▸ **Aim of the exercise**: For the data below, please report each line where the word "phases" is found.

── Records ──

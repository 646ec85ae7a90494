use std::{collections::BTreeMap, fmt};

use serde::{Deserialize, Serialize};

use crate::ConfigurationError;

/// A single solver option value.
///
/// Deserialized untagged, so `true`, `200`, `1e-6` and `"mumps"` map to the
/// obvious variants.
#[derive(Debug, Clone, PartialEq, Serialize, Deserialize)]
#[serde(untagged)]
pub enum OptionValue {
    Bool(bool),
    Int(i64),
    Float(f64),
    Text(String),
}

impl OptionValue {
    /// Returns the value as a float, widening integers.
    #[must_use]
    pub fn as_f64(&self) -> Option<f64> {
        match self {
            #[allow(clippy::cast_precision_loss)]
            Self::Int(value) => Some(*value as f64),
            Self::Float(value) => Some(*value),
            Self::Bool(_) | Self::Text(_) => None,
        }
    }

    #[must_use]
    pub fn as_bool(&self) -> Option<bool> {
        match self {
            Self::Bool(value) => Some(*value),
            _ => None,
        }
    }

    #[must_use]
    pub fn as_str(&self) -> Option<&str> {
        match self {
            Self::Text(value) => Some(value),
            _ => None,
        }
    }
}

impl fmt::Display for OptionValue {
    fn fmt(&self, f: &mut fmt::Formatter<'_>) -> fmt::Result {
        match self {
            Self::Bool(value) => write!(f, "{value}"),
            Self::Int(value) => write!(f, "{value}"),
            Self::Float(value) => write!(f, "{value:e}"),
            Self::Text(value) => write!(f, "{value:?}"),
        }
    }
}

impl From<bool> for OptionValue {
    fn from(value: bool) -> Self {
        Self::Bool(value)
    }
}

impl From<i64> for OptionValue {
    fn from(value: i64) -> Self {
        Self::Int(value)
    }
}

impl From<i32> for OptionValue {
    fn from(value: i32) -> Self {
        Self::Int(value.into())
    }
}

impl From<f64> for OptionValue {
    fn from(value: f64) -> Self {
        Self::Float(value)
    }
}

impl From<&str> for OptionValue {
    fn from(value: &str) -> Self {
        Self::Text(value.to_owned())
    }
}

impl From<String> for OptionValue {
    fn from(value: String) -> Self {
        Self::Text(value)
    }
}

/// Solver options, keyed by name.
///
/// Keys are kept sorted so forwarded option sets are deterministic.
#[derive(Debug, Clone, Default, PartialEq, Serialize, Deserialize)]
#[serde(transparent)]
pub struct Options(BTreeMap<String, OptionValue>);

impl Options {
    #[must_use]
    pub fn new() -> Self {
        Self::default()
    }

    /// Builder form of [`Options::insert`].
    #[must_use]
    pub fn with(mut self, key: impl Into<String>, value: impl Into<OptionValue>) -> Self {
        self.insert(key, value);
        self
    }

    /// Sets `key`, returning the previous value.
    pub fn insert(
        &mut self,
        key: impl Into<String>,
        value: impl Into<OptionValue>,
    ) -> Option<OptionValue> {
        self.0.insert(key.into(), value.into())
    }

    #[must_use]
    pub fn get(&self, key: &str) -> Option<&OptionValue> {
        self.0.get(key)
    }

    pub fn remove(&mut self, key: &str) -> Option<OptionValue> {
        self.0.remove(key)
    }

    #[must_use]
    pub fn contains(&self, key: &str) -> bool {
        self.0.contains_key(key)
    }

    /// Overlays `other` on top of `self`; keys in `other` win.
    pub fn merge(&mut self, other: Options) {
        self.0.extend(other.0);
    }

    #[must_use]
    pub fn len(&self) -> usize {
        self.0.len()
    }

    #[must_use]
    pub fn is_empty(&self) -> bool {
        self.0.is_empty()
    }

    pub fn iter(&self) -> impl Iterator<Item = (&str, &OptionValue)> {
        self.0.iter().map(|(key, value)| (key.as_str(), value))
    }

    /// Removes `key` and returns it as a boolean.
    ///
    /// # Errors
    ///
    /// Returns [`ConfigurationError::InvalidOption`] if the value is not a
    /// boolean.
    pub fn take_bool(&mut self, key: &str) -> Result<Option<bool>, ConfigurationError> {
        self.take(key, "a boolean", OptionValue::as_bool)
    }

    /// Removes `key` and returns it as text.
    ///
    /// # Errors
    ///
    /// Returns [`ConfigurationError::InvalidOption`] if the value is not text.
    pub fn take_text(&mut self, key: &str) -> Result<Option<String>, ConfigurationError> {
        self.take(key, "text", |value| value.as_str().map(str::to_owned))
    }

    fn take<T>(
        &mut self,
        key: &str,
        expected: &'static str,
        convert: impl Fn(&OptionValue) -> Option<T>,
    ) -> Result<Option<T>, ConfigurationError> {
        let Some(value) = self.0.remove(key) else {
            return Ok(None);
        };
        convert(&value)
            .map(Some)
            .ok_or_else(|| ConfigurationError::InvalidOption {
                key: key.to_owned(),
                expected,
            })
    }
}

impl<K: Into<String>, V: Into<OptionValue>> FromIterator<(K, V)> for Options {
    fn from_iter<I: IntoIterator<Item = (K, V)>>(iter: I) -> Self {
        Self(
            iter.into_iter()
                .map(|(key, value)| (key.into(), value.into()))
                .collect(),
        )
    }
}

impl IntoIterator for Options {
    type Item = (String, OptionValue);
    type IntoIter = std::collections::btree_map::IntoIter<String, OptionValue>;

    fn into_iter(self) -> Self::IntoIter {
        self.0.into_iter()
    }
}

#[cfg(test)]
mod tests {
    use super::*;

    #[test]
    fn parses_json_option_sets() {
        let options: Options = serde_json::from_str(
            r#"{ "max_iter": 200, "tol": 1e-8, "linear_solver": "ma57", "return_iterations": true }"#,
        )
        .unwrap();

        assert_eq!(options.get("max_iter"), Some(&OptionValue::Int(200)));
        assert_eq!(options.get("tol"), Some(&OptionValue::Float(1e-8)));
        assert_eq!(options.get("linear_solver"), Some(&OptionValue::from("ma57")));
        assert_eq!(options.get("return_iterations"), Some(&OptionValue::Bool(true)));
    }

    #[test]
    fn merge_lets_later_values_win() {
        let mut options = Options::new().with("tol", 1e-6).with("max_iter", 1000);
        options.merge(Options::new().with("tol", 1e-3));

        assert_eq!(options.get("tol").and_then(OptionValue::as_f64), Some(1e-3));
        assert_eq!(options.len(), 2);
    }

    #[test]
    fn take_checks_the_value_type() {
        let mut options = Options::new().with("return_iterations", "yes");

        assert_eq!(
            options.take_bool("return_iterations"),
            Err(ConfigurationError::InvalidOption {
                key: "return_iterations".into(),
                expected: "a boolean",
            })
        );
        assert_eq!(options.take_bool("missing"), Ok(None));
    }
}
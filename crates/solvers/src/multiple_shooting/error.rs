use crate::ConfigurationError;

/// Errors that can occur in the multiple-shooting adapter.
#[derive(Debug, thiserror::Error)]
pub enum Error {
    #[error(transparent)]
    Configuration(#[from] ConfigurationError),

    #[error("{0} is not implemented for the multiple-shooting solver")]
    NotImplemented(&'static str),

    #[error("backend error: {0}")]
    Backend(Box<dyn std::error::Error + Send + Sync>),
}

impl Error {
    pub(crate) fn backend(error: impl std::error::Error + Send + Sync + 'static) -> Self {
        Self::Backend(Box::new(error))
    }
}

impl From<stride_core::Error> for Error {
    fn from(error: stride_core::Error) -> Self {
        Self::Configuration(error.into())
    }
}
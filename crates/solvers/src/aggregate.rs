//! Objective and constraint aggregation.
//!
//! The aggregators walk an [`Ocp`]'s terms in declaration order and produce
//! either a flat stack of expressions (for the [`nlp`](crate::nlp) adapter) or
//! the per-node least-squares and bound form of the
//! [`multiple_shooting`](crate::multiple_shooting) adapter.
//!
//! They are re-run on every solve, since targets may change between solves.

mod bounds;
mod ledger;

pub mod constraint;
pub mod objective;

pub use bounds::{BoundProfile, StructuredBounds, Variable, structured_bounds};
pub use ledger::{CostBlock, CostLedger, Selection};

use stride_core::{Expr, Ocp, Phase};

use crate::ConfigurationError;

/// Returns the only phase of a single-phase problem.
pub(crate) fn single_phase<E: Expr>(ocp: &Ocp<E>) -> Result<&Phase<E>, ConfigurationError> {
    match ocp.phases() {
        [phase] => Ok(phase),
        phases => Err(ConfigurationError::PhaseCount {
            supported: 1,
            found: phases.len(),
        }),
    }
}

/// Rewrites a terminal-node instance in the phase's model state symbol.
///
/// Structured solvers evaluate terminal costs and constraints on the model
/// state, so the last node's decision state is substituted back.
pub(crate) fn at_model_state<E: Expr>(phase: &Phase<E>, value: &E) -> E {
    let symbols = phase.symbols();
    let last = &symbols.node_states[phase.shooting_nodes()];
    value.substitute(
        std::slice::from_ref(last),
        std::slice::from_ref(&symbols.state),
    )
}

───

▸ **Your solution**:
    match ocp.phases() {
        phases => Err(ConfigurationError::PhaseCount {
            found: phases.len(),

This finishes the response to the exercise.